▸ **RECORDS SHOWN**:
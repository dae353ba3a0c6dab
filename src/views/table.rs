//! Derives the filtered and sorted expense table.

use crate::models::{Category, Expense};

/// Which categories to keep in a table view.
#[derive(Debug, Clone, Copy, PartialEq, Eq, Default)]
pub enum CategoryFilter {
    /// Keep every record.
    #[default]
    All,
    /// Keep only records in the given category.
    Only(Category),
}

/// The order to present expenses in.
#[derive(Debug, Clone, Copy, PartialEq, Eq, Default)]
pub enum SortKey {
    /// Most recent first.
    #[default]
    DateDescending,
    /// Oldest first.
    DateAscending,
    /// Largest amount first.
    AmountDescending,
    /// Smallest amount first.
    AmountAscending,
}

/// Produce the table view: `records` narrowed by `filter` and ordered by
/// `sort`.
///
/// The sort is stable, so records that compare equal keep their input
/// order. The input slice is never mutated.
pub fn filter_and_sort(records: &[Expense], filter: CategoryFilter, sort: SortKey) -> Vec<Expense> {
    let mut rows: Vec<Expense> = records
        .iter()
        .filter(|expense| match filter {
            CategoryFilter::All => true,
            CategoryFilter::Only(category) => expense.category == category,
        })
        .cloned()
        .collect();

    match sort {
        SortKey::DateDescending => rows.sort_by(|a, b| b.date.cmp(&a.date)),
        SortKey::DateAscending => rows.sort_by(|a, b| a.date.cmp(&b.date)),
        SortKey::AmountDescending => rows.sort_by(|a, b| b.amount.total_cmp(&a.amount)),
        SortKey::AmountAscending => rows.sort_by(|a, b| a.amount.total_cmp(&b.amount)),
    }

    rows
}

▸ **PROBLEM TO WORK ON**: Say how many lines of the material contain the word "AmountDescending". Add nothing to the number.

▸ **EXERCISE OUTPUT**: 2